In montagna il rischio zero non esiste, ce lo ricordano sempre i soccorritori. Un monito che giunge, ancora più dirompente, quando ci si trova davanti ad una tragedia. Titoli sensazionali ci hanno poi (male) abituato a pensare alla montagna matrigna, quando viene definita “assassina”. Ma le cose non stanno proprio così e a riportare, come si suole dire “la barra al centro”, ci vengono incontro le riflessioni di chi la montagna la conosce e la frequenta da sempre. È il caso dell’ossolano Felice Darioli: una vita trascorsa nel soccorso alpino (anche con ruoli apicali) ossolano e piemontese.
"A mio modo di vedere anche la parola “esperti” viene abusata un po’ troppo – spiega Darioli, bognanchese, oggi 78enne -. Mi riferisco in particolare a quando ci si riferisce ai cercatori di funghi, dopo un grave incidente dall’esito tragico e che vengono appunto ricordati come “esperti”. Senza guardare i singoli casi ma, per un discorso generale, purtroppo non sempre chi va nei boschi sa che fuori dai sentieri si nascondono altri pericoli”.
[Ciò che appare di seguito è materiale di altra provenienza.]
//! Customer account handlers.
//!
//! ```text
//! POST /api/v1/customers {"name":"Ana","email":"ana@shop.test","phone":"555-123-4567","password":"..."}
//! POST /api/v1/customers/login {"email":"ana@shop.test","password":"..."}
//! GET /api/v1/customers/me
//! ```

use actix_web::{HttpResponse, delete, get, post, put, web};

use crate::domain::{CustomerId, IdentityKey, PlainPassword, Registration, Role};
use crate::inbound::http::ApiResult;
use crate::inbound::http::auth::Authenticated;
use crate::inbound::http::identities::{
    self, IdentityResponse, LoginRequest, LoginResponse, MessageResponse, ProfileUpdatedResponse,
    RegisterCustomerRequest, UpdateProfileRequest,
};
use crate::inbound::http::schemas::ErrorSchema;
use crate::inbound::http::state::HttpState;
use crate::inbound::http::tickets::TicketResponse;

/// Mount the customer routes; `me` is registered before `{id}`.
pub fn configure(cfg: &mut web::ServiceConfig) {
    cfg.service(register_customer)
        .service(login_customer)
        .service(list_customers)
        .service(current_customer)
        .service(update_current_customer)
        .service(delete_current_customer)
        .service(current_customer_tickets)
        .service(get_customer);
}

/// Register a customer account.
#[utoipa::path(
    post,
    path = "/api/v1/customers",
    request_body = RegisterCustomerRequest,
    responses(
        (status = 201, description = "Customer registered", body = IdentityResponse),
        (status = 400, description = "Invalid or duplicate field", body = ErrorSchema),
        (status = 500, description = "Internal server error", body = ErrorSchema)
    ),
    tags = ["customers"],
    operation_id = "registerCustomer",
    security([])
)]
#[post("/customers")]
pub async fn register_customer(
    state: web::Data<HttpState>,
    payload: web::Json<RegisterCustomerRequest>,
) -> ApiResult<HttpResponse> {
    let body = payload.into_inner();
    let registration = Registration::Customer {
        profile: identities::profile(&body.name, &body.email, &body.phone)?,
        password: PlainPassword::new(&body.password)?,
    };
    identities::register(&state, registration).await
}

/// Exchange customer credentials for a bearer token.
#[utoipa::path(
    post,
    path = "/api/v1/customers/login",
    request_body = LoginRequest,
    responses(
        (status = 200, description = "Token issued", body = LoginResponse),
        (status = 400, description = "Invalid request", body = ErrorSchema),
        (status = 401, description = "Invalid email or password", body = ErrorSchema)
    ),
    tags = ["customers"],
    operation_id = "loginCustomer",
    security([])
)]
#[post("/customers/login")]
pub async fn login_customer(
    state: web::Data<HttpState>,
    payload: web::Json<LoginRequest>,
) -> ApiResult<web::Json<LoginResponse>> {
    identities::login(&state, Role::Customer, payload.into_inner()).await
}

/// List customers.
#[utoipa::path(
    get,
    path = "/api/v1/customers",
    responses(
        (status = 200, description = "Customers", body = [IdentityResponse]),
        (status = 401, description = "Unauthenticated", body = ErrorSchema)
    ),
    tags = ["customers"],
    operation_id = "listCustomers"
)]
#[get("/customers")]
pub async fn list_customers(
    state: web::Data<HttpState>,
    _caller: Authenticated,
) -> ApiResult<web::Json<Vec<IdentityResponse>>> {
    identities::list(&state, Role::Customer).await
}

/// Fetch one customer.
#[utoipa::path(
    get,
    path = "/api/v1/customers/{id}",
    params(("id" = i64, Path, description = "Customer id")),
    responses(
        (status = 200, description = "Customer", body = IdentityResponse),
        (status = 401, description = "Unauthenticated", body = ErrorSchema),
        (status = 404, description = "Customer not found", body = ErrorSchema)
    ),
    tags = ["customers"],
    operation_id = "getCustomer"
)]
#[get("/customers/{id}")]
pub async fn get_customer(
    state: web::Data<HttpState>,
    _caller: Authenticated,
    path: web::Path<i64>,
) -> ApiResult<web::Json<IdentityResponse>> {
    let key = IdentityKey::Customer(CustomerId::new(path.into_inner()));
    identities::get(&state, key).await
}

/// The caller's own customer profile.
#[utoipa::path(
    get,
    path = "/api/v1/customers/me",
    responses(
        (status = 200, description = "Own profile", body = IdentityResponse),
        (status = 401, description = "Unauthenticated", body = ErrorSchema),
        (status = 403, description = "Caller is not a customer", body = ErrorSchema)
    ),
    tags = ["customers"],
    operation_id = "currentCustomer"
)]
#[get("/customers/me")]
pub async fn current_customer(caller: Authenticated) -> ApiResult<web::Json<IdentityResponse>> {
    identities::own_profile(&caller, Role::Customer)
}

/// Update the caller's own profile.
#[utoipa::path(
    put,
    path = "/api/v1/customers/me",
    request_body = UpdateProfileRequest,
    responses(
        (status = 200, description = "Profile updated", body = ProfileUpdatedResponse),
        (status = 400, description = "Invalid or duplicate field", body = ErrorSchema),
        (status = 401, description = "Unauthenticated", body = ErrorSchema),
        (status = 403, description = "Caller is not a customer", body = ErrorSchema)
    ),
    tags = ["customers"],
    operation_id = "updateCurrentCustomer"
)]
#[put("/customers/me")]
pub async fn update_current_customer(
    state: web::Data<HttpState>,
    caller: Authenticated,
    payload: web::Json<UpdateProfileRequest>,
) -> ApiResult<web::Json<ProfileUpdatedResponse>> {
    identities::update_profile(&state, &caller, Role::Customer, payload.into_inner()).await
}

/// Delete the caller's account together with their tickets.
#[utoipa::path(
    delete,
    path = "/api/v1/customers/me",
    responses(
        (status = 200, description = "Account deleted", body = MessageResponse),
        (status = 401, description = "Unauthenticated", body = ErrorSchema),
        (status = 403, description = "Caller is not a customer", body = ErrorSchema)
    ),
    tags = ["customers"],
    operation_id = "deleteCurrentCustomer"
)]
#[delete("/customers/me")]
pub async fn delete_current_customer(
    state: web::Data<HttpState>,
    caller: Authenticated,
) -> ApiResult<web::Json<MessageResponse>> {
    identities::delete_profile(&state, &caller, Role::Customer).await
}

/// Tickets owned by the caller.
#[utoipa::path(
    get,
    path = "/api/v1/customers/me/tickets",
    responses(
        (status = 200, description = "Own tickets", body = [TicketResponse]),
        (status = 401, description = "Unauthenticated", body = ErrorSchema),
        (status = 403, description = "Caller is not a customer", body = ErrorSchema)
    ),
    tags = ["customers"],
    operation_id = "currentCustomerTickets"
)]
#[get("/customers/me/tickets")]
pub async fn current_customer_tickets(
    state: web::Data<HttpState>,
    caller: Authenticated,
) -> ApiResult<web::Json<Vec<TicketResponse>>> {
    identities::own_tickets(&state, &caller, Role::Customer).await
}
Insomma, la cosiddetta esperienza, infatti, è qualcosa che va ben oltre il numero di ore e di giornate che si passano in montagna ma è un processo lento, un qualcosa che si acquisisce col tempo, facendo anche tesoro dei fallimenti e attingendo, giorno dopo giorno, escursione dopo escursione, dal proprio vissuto, in montagna.